Exercise material:
use serde::Serialize;

use rca_core::config::LayoutConfig;
use rca_core::models::{NodeKind, WhyNode};

use crate::graph::SectionGraph;

/// A pixel position.
#[derive(Debug, Clone, Copy, PartialEq, Serialize)]
pub struct Point {
    pub x: f64,
    pub y: f64,
}

/// A pixel extent.
#[derive(Debug, Clone, Copy, PartialEq, Serialize)]
pub struct Size {
    pub width: f64,
    pub height: f64,
}

/// Maps grid cells to pixels for one layout configuration.
#[derive(Debug, Clone, PartialEq)]
pub struct GridGeometry {
    pub cell_width: f64,
    pub cell_height: f64,
    pub card_width: f64,
    pub card_height: f64,
    pub center_validated_cause: bool,
}

impl GridGeometry {
    pub fn new(config: &LayoutConfig) -> Self {
        Self {
            cell_width: config.cell_width,
            cell_height: config.cell_height,
            card_width: config.card_width,
            card_height: config.card_height,
            center_validated_cause: config.center_validated_cause,
        }
    }

    /// Top-left corner of cell `(col, row)`.
    pub fn origin(&self, col: u32, row: u32) -> Point {
        Point {
            x: f64::from(col) * self.cell_width,
            y: f64::from(row) * self.cell_height,
        }
    }

    /// Connection point of the card in cell `(col, row)`: the card's center.
    pub fn anchor(&self, col: u32, row: u32) -> Point {
        let origin = self.origin(col, row);
        Point {
            x: origin.x + self.card_width / 2.0,
            y: origin.y + self.card_height / 2.0,
        }
    }

    /// Row at which `node` is drawn. Only the `cv` may be displaced, and only
    /// when centering is enabled.
    pub fn display_row(&self, graph: &SectionGraph, node: &WhyNode) -> u32 {
        if node.kind == NodeKind::Cv && self.center_validated_cause {
            graph.max_row() / 2
        } else {
            node.row
        }
    }

    /// Top-left corner of `node`'s card.
    pub fn placement(&self, graph: &SectionGraph, node: &WhyNode) -> Point {
        self.origin(node.col, self.display_row(graph, node))
    }

    /// Canvas large enough for the section plus one spare cell each way.
    pub fn canvas(&self, graph: &SectionGraph) -> Size {
        Size {
            width: (f64::from(graph.max_col()) + 2.0) * self.cell_width,
            height: (f64::from(graph.max_row()) + 2.0) * self.cell_height,
        }
    }
}

impl Default for GridGeometry {
    fn default() -> Self {
        Self::new(&LayoutConfig::default())
    }
}
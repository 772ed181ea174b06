//! The reqwest-backed Turf API client.
//!
//! Endpoint shapes (v5): `GET /feeds/takeover+medal?afterDate=...`,
//! `POST /users` with `[{"name": ...}]`, `GET /users/location`, and
//! `POST /zones` with one bounding box. Non-2xx responses are
//! failures; 429 maps to [`UpstreamError::RateLimited`].

use crate::traits::{BoundingBox, UpstreamApi, UpstreamError};
use async_trait::async_trait;
use serde::de::DeserializeOwned;
use serde_json::{json, Value};
use tracing::debug;
use turfcast_core::{LocationRecord, RequestQueue, UserRecord};

/// Turf API client; all calls go through the shared request queue.
#[derive(Debug, Clone)]
pub struct TurfClient {
    http: reqwest::Client,
    base_url: String,
    queue: RequestQueue,
}

impl TurfClient {
    /// Create a client against `base_url` (no trailing slash).
    #[must_use]
    pub fn new(base_url: impl Into<String>, queue: RequestQueue) -> Self {
        Self {
            http: reqwest::Client::new(),
            base_url: base_url.into(),
            queue,
        }
    }

    /// Enqueue a prepared request and decode its JSON response.
    async fn execute<T>(&self, request: reqwest::RequestBuilder) -> Result<T, UpstreamError>
    where
        T: DeserializeOwned + Send + 'static,
    {
        self.queue.enqueue(move || send(request)).await?
    }
}

/// Perform one upstream call. Runs inside the queue's drain task.
async fn send<T: DeserializeOwned>(request: reqwest::RequestBuilder) -> Result<T, UpstreamError> {
    let response = request
        .header(reqwest::header::ACCEPT, "application/json")
        .send()
        .await?;

    let status = response.status();
    if status == reqwest::StatusCode::TOO_MANY_REQUESTS {
        return Err(UpstreamError::RateLimited);
    }
    if !status.is_success() {
        let body = response.text().await.unwrap_or_default();
        return Err(UpstreamError::Status { status, body });
    }

    Ok(response.json().await?)
}

#[async_trait]
impl UpstreamApi for TurfClient {
    async fn feed_since(&self, after: Option<&str>) -> Result<Vec<Value>, UpstreamError> {
        let url = format!("{}/feeds/takeover+medal", self.base_url);
        debug!(url = %url, after = after.unwrap_or("<none>"), "Fetching feed");

        let mut request = self.http.get(&url);
        if let Some(cursor) = after {
            // The cursor is the upstream's own time string; query
            // encoding keeps its '+' timezone marker intact.
            request = request.query(&[("afterDate", cursor)]);
        }
        self.execute(request).await
    }

    async fn lookup_user(&self, name: &str) -> Result<Vec<UserRecord>, UpstreamError> {
        let url = format!("{}/users", self.base_url);
        debug!(url = %url, user = name, "Looking up user");

        let request = self.http.post(&url).json(&json!([{ "name": name }]));
        self.execute(request).await
    }

    async fn locations(&self) -> Result<Vec<LocationRecord>, UpstreamError> {
        let url = format!("{}/users/location", self.base_url);
        debug!(url = %url, "Fetching locations");

        self.execute(self.http.get(&url)).await
    }

    async fn zones_within(&self, bbox: BoundingBox) -> Result<Value, UpstreamError> {
        let url = format!("{}/zones", self.base_url);
        debug!(url = %url, "Fetching zones");

        let request = self.http.post(&url).json(&json!([bbox]));
        self.execute(request).await
    }
}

Task prompt: The material above should be given again in full, exactly.

Task answer:
use serde::Serialize;

use rca_core::config::LayoutConfig;
use rca_core::models::{NodeKind, WhyNode};

use crate::graph::SectionGraph;

/// A pixel position.
#[derive(Debug, Clone, Copy, PartialEq, Serialize)]
pub struct Point {
    pub x: f64,
    pub y: f64,
}

/// A pixel extent.
#[derive(Debug, Clone, Copy, PartialEq, Serialize)]
pub struct Size {
    pub width: f64,
    pub height: f64,
}

/// Maps grid cells to pixels for one layout configuration.
#[derive(Debug, Clone, PartialEq)]
pub struct GridGeometry {
    pub cell_width: f64,
    pub cell_height: f64,
    pub card_width: f64,
    pub card_height: f64,
    pub center_validated_cause: bool,
}

impl GridGeometry {
    pub fn new(config: &LayoutConfig) -> Self {
        Self {
            cell_width: config.cell_width,
            cell_height: config.cell_height,
            card_width: config.card_width,
            card_height: config.card_height,
            center_validated_cause: config.center_validated_cause,
        }
    }

    /// Top-left corner of cell `(col, row)`.
    pub fn origin(&self, col: u32, row: u32) -> Point {
        Point {
            x: f64::from(col) * self.cell_width,
            y: f64::from(row) * self.cell_height,
        }
    }

    /// Connection point of the card in cell `(col, row)`: the card's center.
    pub fn anchor(&self, col: u32, row: u32) -> Point {
        let origin = self.origin(col, row);
        Point {
            x: origin.x + self.card_width / 2.0,
            y: origin.y + self.card_height / 2.0,
        }
    }

    /// Row at which `node` is drawn. Only the `cv` may be displaced, and only
    /// when centering is enabled.
    pub fn display_row(&self, graph: &SectionGraph, node: &WhyNode) -> u32 {
        if node.kind == NodeKind::Cv && self.center_validated_cause {
            graph.max_row() / 2
        } else {
            node.row
        }
    }

    /// Top-left corner of `node`'s card.
    pub fn placement(&self, graph: &SectionGraph, node: &WhyNode) -> Point {
        self.origin(node.col, self.display_row(graph, node))
    }

    /// Canvas large enough for the section plus one spare cell each way.
    pub fn canvas(&self, graph: &SectionGraph) -> Size {
        Size {
            width: (f64::from(graph.max_col()) + 2.0) * self.cell_width,
            height: (f64::from(graph.max_row()) + 2.0) * self.cell_height,
        }
    }
}

impl Default for GridGeometry {
    fn default() -> Self {
        Self::new(&LayoutConfig::default())
    }
}
repository 772ed181ea174b06
//! The reqwest-backed Turf API client.
//!
//! Endpoint shapes (v5): `GET /feeds/takeover+medal?afterDate=...`,
//! `POST /users` with `[{"name": ...}]`, `GET /users/location`, and
//! `POST /zones` with one bounding box. Non-2xx responses are
//! failures; 429 maps to [`UpstreamError::RateLimited`].

use crate::traits::{BoundingBox, UpstreamApi, UpstreamError};
use async_trait::async_trait;
use serde::de::DeserializeOwned;
use serde_json::{json, Value};
use tracing::debug;
use turfcast_core::{LocationRecord, RequestQueue, UserRecord};

/// Turf API client; all calls go through the shared request queue.
#[derive(Debug, Clone)]
pub struct TurfClient {
    http: reqwest::Client,
    base_url: String,
    queue: RequestQueue,
}

impl TurfClient {
    /// Create a client against `base_url` (no trailing slash).
    #[must_use]
    pub fn new(base_url: impl Into<String>, queue: RequestQueue) -> Self {
        Self {
            http: reqwest::Client::new(),
            base_url: base_url.into(),
            queue,
        }
    }

    /// Enqueue a prepared request and decode its JSON response.
    async fn execute<T>(&self, request: reqwest::RequestBuilder) -> Result<T, UpstreamError>
    where
        T: DeserializeOwned + Send + 'static,
    {
        self.queue.enqueue(move || send(request)).await?
    }
}

/// Perform one upstream call. Runs inside the queue's drain task.
async fn send<T: DeserializeOwned>(request: reqwest::RequestBuilder) -> Result<T, UpstreamError> {
    let response = request
        .header(reqwest::header::ACCEPT, "application/json")
        .send()
        .await?;

    let status = response.status();
    if status == reqwest::StatusCode::TOO_MANY_REQUESTS {
        return Err(UpstreamError::RateLimited);
    }
    if !status.is_success() {
        let body = response.text().await.unwrap_or_default();
        return Err(UpstreamError::Status { status, body });
    }

    Ok(response.json().await?)
}

#[async_trait]
impl UpstreamApi for TurfClient {
    async fn feed_since(&self, after: Option<&str>) -> Result<Vec<Value>, UpstreamError> {
        let url = format!("{}/feeds/takeover+medal", self.base_url);
        debug!(url = %url, after = after.unwrap_or("<none>"), "Fetching feed");

        let mut request = self.http.get(&url);
        if let Some(cursor) = after {
            // The cursor is the upstream's own time string; query
            // encoding keeps its '+' timezone marker intact.
            request = request.query(&[("afterDate", cursor)]);
        }
        self.execute(request).await
    }

    async fn lookup_user(&self, name: &str) -> Result<Vec<UserRecord>, UpstreamError> {
        let url = format!("{}/users", self.base_url);
        debug!(url = %url, user = name, "Looking up user");

        let request = self.http.post(&url).json(&json!([{ "name": name }]));
        self.execute(request).await
    }

    async fn locations(&self) -> Result<Vec<LocationRecord>, UpstreamError> {
        let url = format!("{}/users/location", self.base_url);
        debug!(url = %url, "Fetching locations");

        self.execute(self.http.get(&url)).await
    }

    async fn zones_within(&self, bbox: BoundingBox) -> Result<Value, UpstreamError> {
        let url = format!("{}/zones", self.base_url);
        debug!(url = %url, "Fetching zones");

        let request = self.http.post(&url).json(&json!([bbox]));
        self.execute(request).await
    }
}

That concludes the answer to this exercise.